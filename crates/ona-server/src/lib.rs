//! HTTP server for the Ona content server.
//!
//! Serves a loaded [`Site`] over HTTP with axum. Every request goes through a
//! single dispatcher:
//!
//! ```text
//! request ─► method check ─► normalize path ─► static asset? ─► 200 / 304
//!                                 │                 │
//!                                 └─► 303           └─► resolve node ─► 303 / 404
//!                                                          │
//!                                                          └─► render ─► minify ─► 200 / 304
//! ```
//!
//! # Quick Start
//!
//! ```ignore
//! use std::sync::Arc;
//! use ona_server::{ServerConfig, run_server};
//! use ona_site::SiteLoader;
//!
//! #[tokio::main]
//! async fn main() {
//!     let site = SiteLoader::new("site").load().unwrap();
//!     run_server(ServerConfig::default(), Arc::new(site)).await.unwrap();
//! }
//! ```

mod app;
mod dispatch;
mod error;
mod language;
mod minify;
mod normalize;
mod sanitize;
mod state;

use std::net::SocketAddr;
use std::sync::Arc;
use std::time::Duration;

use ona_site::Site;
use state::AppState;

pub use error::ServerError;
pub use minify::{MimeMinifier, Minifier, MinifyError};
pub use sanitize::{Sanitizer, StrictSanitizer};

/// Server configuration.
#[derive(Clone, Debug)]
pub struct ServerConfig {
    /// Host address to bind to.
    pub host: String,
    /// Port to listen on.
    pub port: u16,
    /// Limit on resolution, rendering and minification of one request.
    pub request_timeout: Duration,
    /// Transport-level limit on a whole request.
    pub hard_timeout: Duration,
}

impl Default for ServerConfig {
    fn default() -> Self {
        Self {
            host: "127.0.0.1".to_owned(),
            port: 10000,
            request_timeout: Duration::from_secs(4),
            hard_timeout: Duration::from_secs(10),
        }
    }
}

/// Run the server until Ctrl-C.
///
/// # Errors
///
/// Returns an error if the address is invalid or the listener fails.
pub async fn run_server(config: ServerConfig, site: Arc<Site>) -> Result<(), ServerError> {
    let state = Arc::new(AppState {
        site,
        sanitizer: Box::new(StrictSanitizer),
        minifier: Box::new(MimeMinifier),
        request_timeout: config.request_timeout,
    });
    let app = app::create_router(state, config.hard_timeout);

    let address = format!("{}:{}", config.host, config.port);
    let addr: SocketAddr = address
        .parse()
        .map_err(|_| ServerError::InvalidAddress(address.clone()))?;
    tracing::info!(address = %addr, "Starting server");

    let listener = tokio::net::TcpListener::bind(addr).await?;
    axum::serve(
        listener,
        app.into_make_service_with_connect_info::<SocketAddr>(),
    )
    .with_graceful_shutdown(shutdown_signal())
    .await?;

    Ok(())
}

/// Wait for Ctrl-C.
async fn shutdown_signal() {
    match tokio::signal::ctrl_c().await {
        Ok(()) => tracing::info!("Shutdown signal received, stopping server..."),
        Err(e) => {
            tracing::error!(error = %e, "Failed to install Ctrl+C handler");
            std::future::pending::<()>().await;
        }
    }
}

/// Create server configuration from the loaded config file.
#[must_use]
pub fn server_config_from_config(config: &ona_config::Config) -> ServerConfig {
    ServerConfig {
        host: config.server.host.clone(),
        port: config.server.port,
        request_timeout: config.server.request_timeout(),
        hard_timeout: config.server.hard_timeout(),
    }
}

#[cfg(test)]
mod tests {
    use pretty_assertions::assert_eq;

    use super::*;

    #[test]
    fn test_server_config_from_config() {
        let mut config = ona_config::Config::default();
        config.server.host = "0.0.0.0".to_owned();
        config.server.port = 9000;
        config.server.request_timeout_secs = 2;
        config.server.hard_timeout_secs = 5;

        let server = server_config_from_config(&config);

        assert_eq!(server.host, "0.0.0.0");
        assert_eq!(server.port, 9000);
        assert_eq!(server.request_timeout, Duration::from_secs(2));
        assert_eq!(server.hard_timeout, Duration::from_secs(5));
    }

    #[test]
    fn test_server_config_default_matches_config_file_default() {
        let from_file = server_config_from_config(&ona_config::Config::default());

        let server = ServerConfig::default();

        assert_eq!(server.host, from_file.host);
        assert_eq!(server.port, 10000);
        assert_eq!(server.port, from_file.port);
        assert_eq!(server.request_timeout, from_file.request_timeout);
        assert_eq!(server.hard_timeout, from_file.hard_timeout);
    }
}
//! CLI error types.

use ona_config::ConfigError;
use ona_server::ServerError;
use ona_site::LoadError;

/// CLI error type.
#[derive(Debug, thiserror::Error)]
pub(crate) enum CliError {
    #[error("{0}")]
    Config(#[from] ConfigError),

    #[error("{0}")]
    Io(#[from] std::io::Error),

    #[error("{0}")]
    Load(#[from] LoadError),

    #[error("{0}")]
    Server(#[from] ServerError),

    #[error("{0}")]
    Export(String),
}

==

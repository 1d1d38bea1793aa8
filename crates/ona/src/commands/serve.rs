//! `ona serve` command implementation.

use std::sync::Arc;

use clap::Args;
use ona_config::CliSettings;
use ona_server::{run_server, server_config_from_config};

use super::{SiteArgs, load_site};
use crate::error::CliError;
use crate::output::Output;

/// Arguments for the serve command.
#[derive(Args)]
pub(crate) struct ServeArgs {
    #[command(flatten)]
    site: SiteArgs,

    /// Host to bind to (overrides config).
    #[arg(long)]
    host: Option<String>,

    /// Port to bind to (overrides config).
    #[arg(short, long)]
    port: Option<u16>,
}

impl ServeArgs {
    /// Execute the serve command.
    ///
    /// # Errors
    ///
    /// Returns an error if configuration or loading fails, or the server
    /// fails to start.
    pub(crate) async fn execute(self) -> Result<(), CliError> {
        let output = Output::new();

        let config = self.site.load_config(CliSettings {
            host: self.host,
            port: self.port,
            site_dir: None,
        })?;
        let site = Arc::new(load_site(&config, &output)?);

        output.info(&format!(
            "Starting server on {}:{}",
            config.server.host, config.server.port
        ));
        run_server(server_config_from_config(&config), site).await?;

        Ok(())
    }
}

PROBLEM REQUIREMENTS: Once you find the string "loaded" in a line of the records, copy that line.

EXERCISE ANSWER:
//! Serves a loaded [`Site`] over HTTP with axum. Every request goes through a
/// Create server configuration from the loaded config file.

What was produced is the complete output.